The intention is simple. They want to deviate our attention away from the waves of corruption allegations attacking our consciousness every day, with a small number of people raking in hundreds of thousands, and even millions from their nefarious activities, while creating untold damage to the economy and reputation of our country.

The politics of deviation and sleight of hand has long been Joseph Muscat’s Labour’s hallmark. Whenever a major scandal is, or is about to be, uncovered, he always manages to come up with something to try to make us look in some other direction. 

His skills as an illusionist have long been proven, and it is an outright insult to all of us that he behaves like a party magician, treating us all like wide-eyed children waiting for his next trick. 
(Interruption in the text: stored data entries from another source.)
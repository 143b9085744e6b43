// Thin namespace wrapper over the HTTP-facing handler modules
pub mod handlers {
    pub use crate::handlers::*;
}

pub mod webhook_handler {
    pub use crate::webhook_handler::*;
}
use crate::errors::AppError;
use crate::mapper;
use crate::store::{PersonField, PersonStore};
use chrono::Utc;
use reqwest;
use std::sync::Arc;
use std::time::Duration;
use tracing;
use uuid::Uuid;

/// How a callout concluded when it did not fail outright.
///
/// `RemoteRejected` is the recoverable no-op from the error taxonomy: the
/// external system answered with an unexpected status, nothing was mutated
/// on either side, and the condition is logged rather than escalated.
#[derive(Debug, Clone, PartialEq, Eq)]
pub enum SyncOutcome {
    /// The flow completed and the store reflects it.
    Applied,
    /// The external system answered outside the accepted status range.
    RemoteRejected {
        /// HTTP status code received.
        status: u16,
    },
}

/// Connector orchestrating the two directional sync flows against the
/// external user-profile API.
#[derive(Clone)]
pub struct SyncConnector {
    client: reqwest::Client,
    base_url: String,
    token: Option<String>,
    store: Arc<dyn PersonStore>,
}

impl SyncConnector {
    /// Creates a new `SyncConnector`.
    ///
    /// # Arguments
    ///
    /// * `base_url` - The base URL of the external user-profile API.
    /// * `token` - Optional bearer token for authentication.
    /// * `store` - The record store both flows read and write.
    pub fn new(
        base_url: String,
        token: Option<String>,
        store: Arc<dyn PersonStore>,
    ) -> Result<Self, AppError> {
        let client = reqwest::Client::builder()
            .timeout(Duration::from_secs(30))
            .build()
            .map_err(|e| {
                AppError::InternalError(format!("Failed to create profile client: {}", e))
            })?;

        Ok(Self {
            client,
            base_url,
            token,
            store,
        })
    }

    /// Pulls the external profile for `external_id` and upserts it locally.
    ///
    /// Issues a single GET to `{base}/users/{external_id}`. On 200 the body
    /// is mapped and upserted, matched by external id, so repeating the
    /// pull with an unchanged payload leaves the store state identical. On
    /// any other status the store is untouched and the status is logged.
    pub async fn pull_and_upsert(&self, external_id: &str) -> Result<SyncOutcome, AppError> {
        let url = format!("{}/users/{}", self.base_url, external_id);
        tracing::info!("Pulling profile {} from {}", external_id, url);

        let mut request = self.client.get(&url);
        if let Some(ref token) = self.token {
            request = request.header("Authorization", format!("Bearer {}", token));
        }

        let response = request.send().await.map_err(|e| {
            AppError::TransportFailure(format!("Profile request failed: {}", e))
        })?;

        let status = response.status();
        if status != reqwest::StatusCode::OK {
            let body = response
                .text()
                .await
                .unwrap_or_else(|_| "Unknown error".to_string());
            tracing::warn!(
                "Profile API returned {} for user {}: {}",
                status,
                external_id,
                body
            );
            return Ok(SyncOutcome::RemoteRejected {
                status: status.as_u16(),
            });
        }

        let payload: serde_json::Value = response.json().await.map_err(|e| {
            AppError::MalformedPayload(format!("Profile response is not valid JSON: {}", e))
        })?;

        let person = mapper::person_from_profile(&payload)?;
        let id = self.store.upsert_by_external_id(&person).await?;
        tracing::info!("Upserted person {} for external id {}", id, external_id);

        Ok(SyncOutcome::Applied)
    }

    /// Pushes the record identified by `id` to the external system and, on
    /// a 2xx response, stamps `last_synced_at`.
    ///
    /// Issues a single POST to `{base}/users/add`. The response body is
    /// ignored; success touches nothing beyond the timestamp. Any non-2xx
    /// status leaves the record unchanged.
    pub async fn push_and_stamp(&self, id: Uuid) -> Result<SyncOutcome, AppError> {
        let person = self.store.get_by_id(id).await?;
        let payload = mapper::outbound_user(&person);

        let url = format!("{}/users/add", self.base_url);
        tracing::info!("Pushing person {} to {}", id, url);

        let mut request = self
            .client
            .post(&url)
            .header("Content-Type", "application/json")
            .json(&payload);
        if let Some(ref token) = self.token {
            request = request.header("Authorization", format!("Bearer {}", token));
        }

        let response = request.send().await.map_err(|e| {
            AppError::TransportFailure(format!("User creation request failed: {}", e))
        })?;

        let status = response.status();
        if !status.is_success() {
            let body = response
                .text()
                .await
                .unwrap_or_else(|_| "Unknown error".to_string());
            tracing::warn!(
                "Profile API rejected push of person {} with {}: {}",
                id,
                status,
                body
            );
            return Ok(SyncOutcome::RemoteRejected {
                status: status.as_u16(),
            });
        }

        self.store
            .update_field(id, PersonField::LastSyncedAt(Utc::now()))
            .await?;
        tracing::info!("Stamped last_synced_at for person {}", id);

        Ok(SyncOutcome::Applied)
    }
}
For, other than tricks, they are not, and as the Maltese saying goes, carrying the jug to and fro, time after time, means that eventually it will be broken.

This latest example of his trickery has another level of disdain for the Maltese and Gozitan people. 

Once again Joseph Muscat has proven himself to be nothing more than a salesman selling himself as a statesman, while selling off our country in pieces

Fifty euros in a year does not even buy me a weekly cappuccino! The impact that this pittance of a handout has on the finances of a household is less than negligible, and is as worthless as the metal foil that used to be thrown haphazardly out of planes.

I also find that the timing of this ruse to coincide with the build-up to the European Parliament election campaign has a significant throwback element. It reminded me of those notorious pre-election budgets of the 1970s and early 1980s, which used to announce such useless measures as cheaper cans of tuna with the full-blown propaganda making it sound like it was the best thing since sliced bread. 

Muscat has the bare-faced cheek to believe that Maltese citizens, EU citizens to boot, will be bought in this case not by the proverbial 30 pieces of silver, but by 30 cups of coffee in a year! 

If, notwithstanding all the propaganda and triumphalism that he is vaunting, he believes that €50 in a year will make a difference to a family, we are in dire straits indeed. 

If he believes that they will make us ignore the daily freshly recurring allegations of corruption amounting to millions, then he has another thing coming. If he knows something about the real state of the economy, which has created pockets of new poverty, and hopes that a one-off €50 note will placebo away people’s concerns, then he is more of a charlatan than I had ever believed.

Once again he has proven himself to be nothing more than a salesman selling himself as a statesman, while selling off our country in pieces in true corporate raider fashion. 

Words sometimes fail me, albeit uncharacteristically, when faced with his straight face while announcing things that are either outright fabrications and figments, or utterly inconsequential to the real issues facing us citizens. 

This flurry of €50 cheques was his latest sorry attempt at currying favour. I only hope that we do not allow ourselves to be hoodwinked by this cheap trick. I surely will not, and am convinced that many other people who I know, will not either. Pull the other one, Joseph. It’s the one with bells on it.